Vibration is a common phenomenon observed in various natural and man-made systems. It refers to the repetitive back-and-forth or oscillatory motion of an object or system about an equilibrium position. Vibrations can occur in a wide range of scales, from microscopic particles to massive structures, and can be experienced in various forms, including mechanical, acoustic, and electromagnetic vibrations [1–16].
Vibrations can be classified into different types based on their characteristics and underlying mechanisms. Some common types include free vibrations, forced vibrations, damped vibrations, and resonance vibrations [17–26].

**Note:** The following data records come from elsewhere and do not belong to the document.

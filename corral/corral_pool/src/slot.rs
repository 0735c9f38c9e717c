//! Queue entries: a resource paired with its lock, or a shutdown marker.

use std::sync::Arc;

use crate::sync::BinarySemaphore;

/// One entry in the pool's queue.
///
/// A `Resource` slot carries an idle resource and the semaphore guarding
/// its exclusive use; the semaphore instance is shared with the lock
/// registry. A `Shutdown` slot carries nothing usable; it exists only
/// to wake a waiter blocked on the queue when the pool is shutting down,
/// and is never registered or handed to a caller as a resource.
#[derive(Debug)]
pub(crate) enum Slot<T> {
    /// An idle resource and its exclusivity semaphore.
    Resource {
        /// The pooled resource value.
        resource: T,
        /// Exclusivity permit, shared with the registry entry.
        lock: Arc<BinarySemaphore>,
    },
    /// Shutdown marker that wakes one blocked waiter.
    Shutdown,
}

impl<T: PartialEq> Slot<T> {
    /// Whether this slot wraps a resource equal to `resource`.
    ///
    /// Slot identity is defined solely by the wrapped value; shutdown
    /// markers match nothing.
    pub(crate) fn matches(&self, resource: &T) -> bool {
        match self {
            Slot::Resource { resource: held, .. } => held == resource,
            Slot::Shutdown => false,
        }
    }
}

impl<T> Slot<T> {
    /// Whether this slot is a shutdown marker.
    pub(crate) fn is_shutdown(&self) -> bool {
        matches!(self, Slot::Shutdown)
    }
}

Free vibrations occur when a system is set into motion and left to oscillate without any external forces acting on it. This type of vibration is characterized by the natural frequency of the system, which is determined by its mass and stiffness properties [27–36].
Forced vibrations occur when an external force or excitation is applied to a system, causing it to vibrate at a frequency different from its natural frequency. This type of vibration can be periodic or non-periodic, and the response of the system depends on the characteristics of the forcing function and the properties of the system [37–46].
Damped vibrations involve the presence of damping forces that resist the motion of the system, gradually reducing its amplitude and bringing it to a state of equilibrium. Damping can arise from sources such as friction, air resistance, or energy-absorbing materials [47–55].
Resonance vibrations occur when a system is subjected to an external force or excitation at its natural frequency. This leads to a significant amplification of the vibrations and can result in excessive vibrations, which can be detrimental to the system if not properly controlled.
Understanding and analyzing vibrations are crucial in various scientific, engineering, and industrial applications. Engineers use vibration analysis to design structures that are resistant to vibrations, optimize machinery performance, and ensure the safety and reliability of systems. Additionally, researchers use vibration analysis to study the dynamic behavior of materials, characterize the properties of various systems, and develop techniques for vibration control and mitigation.
Forced-damped vibrations are a type of motion exhibited by mechanical systems that are subjected to external forces and also influenced by damping effects. These vibrations occur when a system is forced to oscillate due to the application of an external force, while simultaneously being damped by the presence of resistance or damping factors [56–66].
In a forced-damped vibration scenario, the system experiences an external force that can be periodic or non-periodic. The external force can arise from various sources, such as an applied force, vibrations from machinery, or external disturbances. The system responds to this force by oscillating around its equilibrium position [67–76].
Damping is another crucial factor that affects forced-damped vibrations. Damping refers to the dissipation of energy within the system, which opposes the motion and reduces the amplitude of vibrations over time. Different forms of damping can be present in a system, such as friction, fluid resistance, or energy-absorbing materials. The presence of damping affects the behavior of the system, gradually bringing it to a state of equilibrium and reducing the amplitude of the vibrations [77–86].
AC induction motors have widespread applications across diverse industrial sectors. They serve as fundamental components integral to various industrial processes, contributing significantly to the operation of machinery and systems in different industries.
The passage underscores the critical role of AC induction motors in powering machinery and equipment within industrial processes. The efficiency of these motors is identified as a crucial factor for ensuring the smooth operation of industrial processes.
The efficiency of AC induction motors is highlighted as pivotal for the seamless functioning of industrial operations. The motors are essential for driving machinery and equipment, and their reliable performance directly impacts the overall efficiency of industrial processes.
Reliability is emphasized as a paramount aspect of AC induction motors. The reliable performance of these motors is deemed essential for maintaining operational integrity in industrial settings. The passage stresses the critical need to ensure the continued reliability of these motors.
The passage introduces the concept of proactive maintenance, emphasizing the importance of detecting faults in AC induction motors early on. Detecting faults is identified as a key strategy for maintaining operational integrity, preventing performance issues, avoiding disruptions, and minimizing the potential for costly repairs.
The described method involves an integrated analysis of both electrical and vibration signals generated by the AC induction motor. Electrical signals, comprising voltages and currents from each phase, are considered alongside vibration signals, which include acceleration and velocity signals in different directions. This comprehensive analysis aims to provide a holistic understanding of the motor's condition.
Within the broader context of fault detection, the article narrows its focus to the specific identification of broken rotor faults. Broken rotor bars, and components within the motor's rotor assembly, are highlighted as critical potential faults. Detecting issues with rotor bars is stressed as crucial for preventing further damage and ensuring the continued efficient operation of the motor.